**Your assignment:** Your task is to repeat the entries exactly from their first line through the line with "let subject = subject.ok_or(ServiceError::NotAuthenticated)?;", and to stop there.

(Stored data entries)
--------------------------------------------------
use uuid::Uuid;

use crate::{db::Store, models::usermodel::User};

use super::error::ServiceError;

/// Resolves the caller from the subject of a verified backend token.
pub async fn resolve_current_user(
    db_client: &dyn Store,
    subject: Option<&str>,
) -> Result<User, ServiceError> {
    let subject = subject.ok_or(ServiceError::NotAuthenticated)?;
    let user_id = Uuid::parse_str(subject).map_err(|_| ServiceError::NotAuthenticated)?;

    db_client
        .get_user(user_id)
        .await?
        .ok_or(ServiceError::UserNotFound)
}

pub fn require_admin(user: &User) -> Result<(), ServiceError> {
    if user.is_admin() {
        Ok(())
    } else {
        Err(ServiceError::AccessDenied)
    }
}

pub fn ensure_owner_or_admin(user: &User, owner_id: Uuid) -> Result<(), ServiceError> {
    if user.id == owner_id || user.is_admin() {
        Ok(())
    } else {
        Err(ServiceError::AccessDenied)
    }
}

#[cfg(test)]
mod tests {
    use super::*;
    use crate::{
        db::{memorydb::MemoryStore, userdb::UserExt},
        models::usermodel::{UpsertUser, UserRole},
    };

    async fn seed(store: &MemoryStore, identity: &str, role: Option<UserRole>) -> User {
        store
            .upsert_user(UpsertUser {
                identity_id: identity.to_string(),
                email: format!("{}@jikiro.test", identity),
                name: None,
                phone: None,
                role,
            })
            .await
            .unwrap()
    }

    #[tokio::test]
    async fn test_resolve_current_user() {
        let store = MemoryStore::new();
        let user = seed(&store, "idp|alice", None).await;

        let resolved = resolve_current_user(&store, Some(&user.id.to_string()))
            .await
            .unwrap();
        assert_eq!(resolved.id, user.id);

        assert!(matches!(
            resolve_current_user(&store, None).await,
            Err(ServiceError::NotAuthenticated)
        ));
        assert!(matches!(
            resolve_current_user(&store, Some("not-a-uuid")).await,
            Err(ServiceError::NotAuthenticated)
        ));
        assert!(matches!(
            resolve_current_user(&store, Some(&Uuid::new_v4().to_string())).await,
            Err(ServiceError::UserNotFound)
        ));
    }

    #[tokio::test]
    async fn test_admin_and_ownership_checks() {
        let store = MemoryStore::new();
        let admin = seed(&store, "idp|admin", Some(UserRole::Admin)).await;
        let alice = seed(&store, "idp|alice", None).await;
        let bob = seed(&store, "idp|bob", None).await;

        assert!(require_admin(&admin).is_ok());
        assert!(matches!(require_admin(&alice), Err(ServiceError::AccessDenied)));

        assert!(ensure_owner_or_admin(&alice, alice.id).is_ok());
        assert!(ensure_owner_or_admin(&admin, alice.id).is_ok());
        assert!(matches!(
            ensure_owner_or_admin(&bob, alice.id),
            Err(ServiceError::AccessDenied)
        ));
    }
}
--------------------------------------------------
**Solution for this task:**
use uuid::Uuid;

use crate::{db::Store, models::usermodel::User};

use super::error::ServiceError;

/// Resolves the caller from the subject of a verified backend token.
pub async fn resolve_current_user(
    db_client: &dyn Store,
    subject: Option<&str>,
) -> Result<User, ServiceError> {
    let subject = subject.ok_or(ServiceError::NotAuthenticated)?;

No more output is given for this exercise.